*** Block opens ***

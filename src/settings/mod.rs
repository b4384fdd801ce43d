//! Configuration for a build-server run.
//!
//! Defaults reproduce the production build server. A `build-server.toml` in
//! the project root may replace any table (`[product]`, `[tools]`,
//! `[release]`, `[chat]`, `[torrent]`); fields missing from a table keep
//! their defaults.

mod arch;
mod builder;
mod core;
mod product;
mod services;
mod tools;

pub use arch::Arch;
pub use builder::{SETTINGS_FILE, SettingsBuilder};
pub use core::Settings;
pub use product::ProductSettings;
pub use services::{ChatSettings, ReleaseSettings, TorrentSettings};
pub use tools::ToolSettings;
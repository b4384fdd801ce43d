//! Per-run session state: the error ledger and the run log.
//!
//! A single [`Session`] is created at startup and passed by `&mut` through
//! every stage. It is the only owner of the log handle, which is flushed
//! when the session is dropped on every exit path.

mod ledger;
mod run_log;

pub use ledger::ErrorLedger;
pub use run_log::RunLog;

use crate::error::Result;
use std::path::Path;

/// Run-wide mutable state.
#[derive(Debug)]
pub struct Session {
    ledger: ErrorLedger,
    log: RunLog,
}

impl Session {
    /// Opens a fresh run log at `log_path`.
    pub fn create(log_path: &Path) -> Result<Self> {
        Ok(Self {
            ledger: ErrorLedger::new(),
            log: RunLog::create(log_path)?,
        })
    }

    /// Writes an informational line to the console log and the run log.
    pub fn output(&mut self, line: impl AsRef<str>) {
        let line = line.as_ref();
        log::info!("{}", line.trim_end());
        self.log.write_line(line);
    }

    /// Records a failure: appended to the ledger and verbatim to the run log.
    pub fn record(&mut self, message: impl Into<String>) {
        let message = message.into();
        log::error!("Error: {}", message);
        self.log.write_line(&message);
        self.ledger.record(message);
    }

    /// Read access to the ledger.
    pub fn ledger(&self) -> &ErrorLedger {
        &self.ledger
    }

    /// Path of the run log.
    pub fn log_path(&self) -> &Path {
        self.log.path()
    }

    /// Flushes the run log so it can be read from disk.
    pub fn flush_log(&mut self) -> Result<()> {
        self.log.flush()
    }

    /// Reopens the run log in append mode after an upload.
    pub fn reopen_log(&mut self) -> Result<()> {
        self.log.reopen()
    }
}

#[cfg(test)]
mod tests {
    use super::*;

    #[test]
    fn record_lands_in_ledger_and_log() {
        let dir = tempfile::tempdir().unwrap();
        let path = dir.path().join("build-server.log");
        let mut session = Session::create(&path).unwrap();

        session.output("Running AppImageAssistant...");
        session.record("AppImageKit Error: AppImageAssistant did not output the AppImage file");
        session.flush_log().unwrap();

        assert_eq!(session.ledger().len(), 1);
        let contents = std::fs::read_to_string(&path).unwrap();
        assert!(contents.contains("Running AppImageAssistant..."));
        assert!(contents.contains("AppImageKit Error"));
    }
}
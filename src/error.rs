//! Error types for build-server operations.
//!
//! Two severities exist in a run. Recorded failures go into the
//! [`ErrorLedger`](crate::session::ErrorLedger) and never surface as `Err`.
//! Everything in this module is a terminal error: it aborts the remaining
//! stages and is recorded by the pipeline as an unhandled exception.

use std::path::{Path, PathBuf};
use thiserror::Error;

/// Result type alias for build-server operations
pub type Result<T> = std::result::Result<T, Error>;

/// Main error type for all build-server operations
#[derive(Error, Debug)]
pub enum Error {
    /// CLI argument errors
    #[error("CLI error: {0}")]
    Cli(#[from] CliError),

    /// IO errors with the path and action that failed
    #[error("IO error while {action} ({}): {source}", path.display())]
    Fs {
        /// What was being done
        action: String,
        /// Path involved
        path: PathBuf,
        /// Underlying error
        #[source]
        source: std::io::Error,
    },

    /// IO errors without path context
    #[error("IO error: {0}")]
    Io(#[from] std::io::Error),

    /// HTTP transport errors
    #[error("HTTP error: {0}")]
    Http(#[from] reqwest::Error),

    /// JSON serialization errors
    #[error("JSON error: {0}")]
    Json(#[from] serde_json::Error),

    /// build-server.toml parsing errors
    #[error("TOML error: {0}")]
    Toml(#[from] toml::de::Error),

    /// An external tool could not be started
    #[error("Failed to launch {program}: {source}")]
    ToolLaunch {
        /// Program that was invoked
        program: String,
        /// Spawn error
        #[source]
        source: std::io::Error,
    },

    /// Upload retries were exhausted
    #[error(
        "Upload failed after {attempts} attempts. Verify that this file is not already uploaded: {} ({source})",
        path.display()
    )]
    UploadFailed {
        /// File that could not be uploaded
        path: PathBuf,
        /// Number of attempts made
        attempts: u32,
        /// Last underlying failure
        #[source]
        source: Box<Error>,
    },

    /// Hosted release lookup found nothing
    #[error("Release with tag '{tag}' not found")]
    ReleaseNotFound {
        /// Tag that was looked up
        tag: String,
    },

    /// Remote API answered with a non-success status
    #[error("{service} request failed with status {status}: {body}")]
    Api {
        /// Service name (for messages)
        service: &'static str,
        /// HTTP status code
        status: u16,
        /// Response body
        body: String,
    },

    /// Build metadata missing or malformed
    #[error("Metadata error: {0}")]
    Metadata(String),

    /// Generic errors from anyhow
    #[error("{0}")]
    Other(#[from] anyhow::Error),
}

/// CLI-specific errors
#[derive(Error, Debug)]
pub enum CliError {
    /// Invalid command line arguments
    #[error("Invalid arguments: {reason}")]
    InvalidArguments {
        /// Reason for the error
        reason: String,
    },

    /// One half of a credential pair was supplied without the other
    #[error("Arguments {first} and {second} must be given both or neither")]
    IncompletePair {
        /// First argument of the pair
        first: &'static str,
        /// Second argument of the pair
        second: &'static str,
    },

    /// Host OS has no packaging strategy
    #[error("Unsupported platform: {os}")]
    UnsupportedPlatform {
        /// Value of `std::env::consts::OS`
        os: String,
    },
}

/// Attaches path context to IO results.
pub trait ErrorExt<T> {
    /// Converts an IO error into [`Error::Fs`] naming `action` and `path`.
    fn fs_context(self, action: &str, path: &Path) -> Result<T>;
}

impl<T> ErrorExt<T> for std::result::Result<T, std::io::Error> {
    fn fs_context(self, action: &str, path: &Path) -> Result<T> {
        self.map_err(|source| Error::Fs {
            action: action.to_string(),
            path: path.to_path_buf(),
            source,
        })
    }
}
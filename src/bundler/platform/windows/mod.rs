//! Windows installer packaging.
//!
//! # Process
//!
//! 1. Repair the frozen tree in `build/exe.mingw-<abi>` ([`repair`])
//! 2. Stamp version resources into the launcher (failure is recorded, packaging continues)
//! 3. Copy installer support files into `build/`
//! 4. Compile the Inno Setup script (failure ends packaging)
//! 5. Sign the installer when credentials were given (failure deletes it)

pub mod inno;
pub mod repair;
pub mod sign;

pub use sign::SigningKey;

use crate::bundler::artifact::{Artifact, remove_partial};
use crate::context::BuildContext;
use crate::error::Result;
use crate::session::Session;
use crate::settings::Settings;

/// Builds `<build-name>-x86_64.exe` or `<build-name>-x86.exe`.
#[derive(Debug, Clone)]
pub struct WindowsPackager {
    settings: Settings,
    signing: Option<SigningKey>,
}

impl WindowsPackager {
    /// Creates the packager. Without a key the installer is left unsigned.
    pub fn new(settings: Settings, signing: Option<SigningKey>) -> Self {
        Self { settings, signing }
    }

    /// Repairs, stamps, compiles and signs.
    pub async fn package(
        &self,
        ctx: &BuildContext,
        session: &mut Session,
    ) -> Result<Option<Artifact>> {
        let settings = &self.settings;
        let tools = settings.tools();
        let product = settings.product();
        let build_dir = settings.build_dir();
        let artifact_path = build_dir.join(ctx.artifact_name());
        let exe_dir = build_dir.join(tools.windows_frozen_dir_name());
        let mingw_root = settings
            .resolve(&tools.msys_root)
            .join(ctx.arch().mingw_prefix());

        repair::repair_frozen_tree(&exe_dir, &mingw_root, &tools.python_abi, session).await?;

        let launcher = exe_dir.join(&product.launcher_exe);
        let stamped = inno::stamp_version(tools, product, &launcher, ctx.version(), session).await?;
        if !stamped.is_success() {
            session.record(format!(
                "Verpatch Error: Had output when none was expected ({})",
                stamped.detail()
            ));
        }

        let support_dir = settings.resolve(&tools.innosetup_support_dir);
        let copied = inno::copy_support_files(&support_dir, &build_dir).await?;
        log::debug!("Copied {} installer support files", copied);

        let inno_script = settings.resolve(&tools.inno_script);
        let compiled = inno::compile_installer(
            tools,
            &inno_script,
            settings.project_root(),
            ctx.version(),
            ctx.arch(),
            session,
        )
        .await?;
        if !compiled.is_success() {
            session.record(format!(
                "Inno Compiler Error: Had output when none was expected ({})",
                compiled.detail()
            ));
            remove_partial(&artifact_path, session).await?;
            return Ok(None);
        }
        inno::collect_installer(&inno_script, &artifact_path).await?;

        match &self.signing {
            Some(key) => {
                let signed =
                    sign::sign_installer(tools, product, key, ctx.arch(), &artifact_path, session)
                        .await?;
                if !signed.is_success() {
                    session.record(format!(
                        "Key Sign Error: Had output when none was expected ({})",
                        signed.detail()
                    ));
                    remove_partial(&artifact_path, session).await?;
                    return Ok(None);
                }
            }
            None => {
                log::warn!("No signing credentials given; installer left unsigned");
                session.output("Skipping code signing (no signing key)");
            }
        }

        let artifact = Artifact::from_file(&artifact_path).await?;
        Ok(Some(artifact))
    }
}
//! Immutable per-run facts.

use crate::bundler::Platform;
use crate::settings::Arch;
use std::collections::BTreeMap;

/// Branch whose builds are published as daily builds.
pub const DEFAULT_BRANCH: &str = "develop";

/// Facts resolved once at startup and never mutated.
#[derive(Debug, Clone)]
pub struct BuildContext {
    platform: Platform,
    arch: Arch,
    branch: String,
    version_info: BTreeMap<String, String>,
    build_name: String,
    version: String,
}

impl BuildContext {
    /// Assembles a context from resolved metadata.
    pub fn new(
        platform: Platform,
        arch: Arch,
        branch: impl Into<String>,
        version_info: BTreeMap<String, String>,
        build_name: impl Into<String>,
        version: impl Into<String>,
    ) -> Self {
        Self {
            platform,
            arch,
            branch: branch.into(),
            version_info,
            build_name: build_name.into(),
            version: version.into(),
        }
    }

    /// Target platform.
    pub fn platform(&self) -> Platform {
        self.platform
    }

    /// Target architecture.
    pub fn arch(&self) -> Arch {
        self.arch
    }

    /// Source-control branch being built.
    pub fn branch(&self) -> &str {
        &self.branch
    }

    /// Version information of every upstream component.
    pub fn version_info(&self) -> &BTreeMap<String, String> {
        &self.version_info
    }

    /// Display name of the build, e.g. `OpenShot-v3.1.1-18-ga01a98c`.
    pub fn build_name(&self) -> &str {
        &self.build_name
    }

    /// Bare version number, e.g. `3.1.1`.
    pub fn version(&self) -> &str {
        &self.version
    }

    /// File name of the installer: `<build-name>-<arch>.<ext>`.
    pub fn artifact_name(&self) -> String {
        format!(
            "{}-{}",
            self.build_name,
            self.platform.artifact_suffix(self.arch)
        )
    }

    /// Only `develop` and `release*` branches are uploaded as daily builds.
    pub fn is_published_branch(&self) -> bool {
        is_published_branch(&self.branch)
    }
}

/// True for branches whose builds are uploaded.
pub fn is_published_branch(branch: &str) -> bool {
    branch == DEFAULT_BRANCH || branch.starts_with("release")
}
//! External tool execution.
//!
//! Tools run one at a time. Stdout and stderr are read concurrently as they
//! stream, each line goes to the run log in arrival order, and the caller
//! blocks until the process exits. There is no timeout.

mod detect;
mod outcome;

pub use detect::{resolve_program, short_name};
pub use outcome::{LineRule, OutcomeInterpreter, ToolOutcome};

use crate::error::{Error, Result};
use crate::session::Session;
use std::path::{Path, PathBuf};
use std::process::Stdio;
use tokio::io::{AsyncBufReadExt, AsyncRead, BufReader};
use tokio::process::Command;
use tokio::sync::mpsc;

/// Everything a tool printed, plus its exit code.
#[derive(Debug, Clone, Default, PartialEq, Eq)]
pub struct ToolOutput {
    /// Exit code; `None` when killed by a signal.
    pub exit_code: Option<i32>,
    /// Output lines (stdout and stderr interleaved), without line endings.
    pub lines: Vec<String>,
}

impl ToolOutput {
    /// True when the process exited with status 0.
    pub fn success(&self) -> bool {
        self.exit_code == Some(0)
    }

    /// Lines containing something other than whitespace.
    pub fn printed_lines(&self) -> impl Iterator<Item = &str> {
        self.lines
            .iter()
            .map(String::as_str)
            .filter(|line| !line.trim().is_empty())
    }

    /// Last line containing something other than whitespace.
    pub fn last_line(&self) -> Option<&str> {
        self.printed_lines().last().map(str::trim)
    }
}

/// A command line for an external tool.
///
/// Arguments are passed directly, never through a shell, and are not
/// written to any log (they may carry signing passwords).
#[derive(Debug, Clone)]
pub struct ToolCommand {
    program: String,
    args: Vec<String>,
    current_dir: Option<PathBuf>,
}

impl ToolCommand {
    /// Starts a command for `program` (a path or a name looked up on `PATH`).
    pub fn new(program: impl Into<String>) -> Self {
        Self {
            program: program.into(),
            args: Vec::new(),
            current_dir: None,
        }
    }

    /// Appends one argument.
    pub fn arg(mut self, arg: impl Into<String>) -> Self {
        self.args.push(arg.into());
        self
    }

    /// Appends a path argument.
    pub fn path_arg(self, path: &Path) -> Self {
        let arg = path.to_string_lossy().into_owned();
        self.arg(arg)
    }

    /// Appends several arguments.
    pub fn args<I, S>(mut self, args: I) -> Self
    where
        I: IntoIterator<Item = S>,
        S: Into<String>,
    {
        self.args.extend(args.into_iter().map(Into::into));
        self
    }

    /// Sets the working directory.
    pub fn current_dir(mut self, dir: impl Into<PathBuf>) -> Self {
        self.current_dir = Some(dir.into());
        self
    }

    /// Program file name, used in log lines.
    pub fn display_name(&self) -> &str {
        short_name(&self.program)
    }

    /// Runs the tool to completion, streaming its output into the run log.
    pub async fn run(&self, session: &mut Session) -> Result<ToolOutput> {
        let cwd = self
            .current_dir
            .as_deref()
            .map_or_else(|| "None".to_string(), |dir| dir.display().to_string());
        session.output(format!("Running {}... ({})", self.display_name(), cwd));

        let program = resolve_program(&self.program);
        let mut command = Command::new(&program);
        command
            .args(&self.args)
            .stdin(Stdio::null())
            .stdout(Stdio::piped())
            .stderr(Stdio::piped())
            .kill_on_drop(true);
        if let Some(dir) = &self.current_dir {
            command.current_dir(dir);
        }

        let mut child = command.spawn().map_err(|source| Error::ToolLaunch {
            program: self.program.clone(),
            source,
        })?;

        let (tx, mut rx) = mpsc::unbounded_channel();
        if let Some(stdout) = child.stdout.take() {
            tokio::spawn(forward_lines(stdout, tx.clone()));
        }
        if let Some(stderr) = child.stderr.take() {
            tokio::spawn(forward_lines(stderr, tx.clone()));
        }
        drop(tx);

        let mut lines = Vec::new();
        while let Some(line) = rx.recv().await {
            session.output(&line);
            lines.push(line);
        }

        let status = child.wait().await.map_err(|source| Error::ToolLaunch {
            program: self.program.clone(),
            source,
        })?;
        log::debug!("{} exited with {}", self.display_name(), status);

        Ok(ToolOutput {
            exit_code: status.code(),
            lines,
        })
    }
}

/// Sends each line of `reader` to `tx`, decoding lossily.
async fn forward_lines<R>(reader: R, tx: mpsc::UnboundedSender<String>)
where
    R: AsyncRead + Unpin,
{
    let mut reader = BufReader::new(reader);
    let mut buf = Vec::new();
    loop {
        buf.clear();
        match reader.read_until(b'\n', &mut buf).await {
            Ok(0) => break,
            Ok(_) => {
                let line = String::from_utf8_lossy(&buf);
                let line = line.trim_end_matches(['\r', '\n']).to_string();
                if tx.send(line).is_err() {
                    break;
                }
            }
            Err(e) => {
                log::warn!("Failed to read tool output: {}", e);
                break;
            }
        }
    }
}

*** Block closes ***

### [Aim of the task]
Return all lines in the entries above that carry the word "than".

### [Task output]
    /// Lines containing something other than whitespace.
    /// Last line containing something other than whitespace.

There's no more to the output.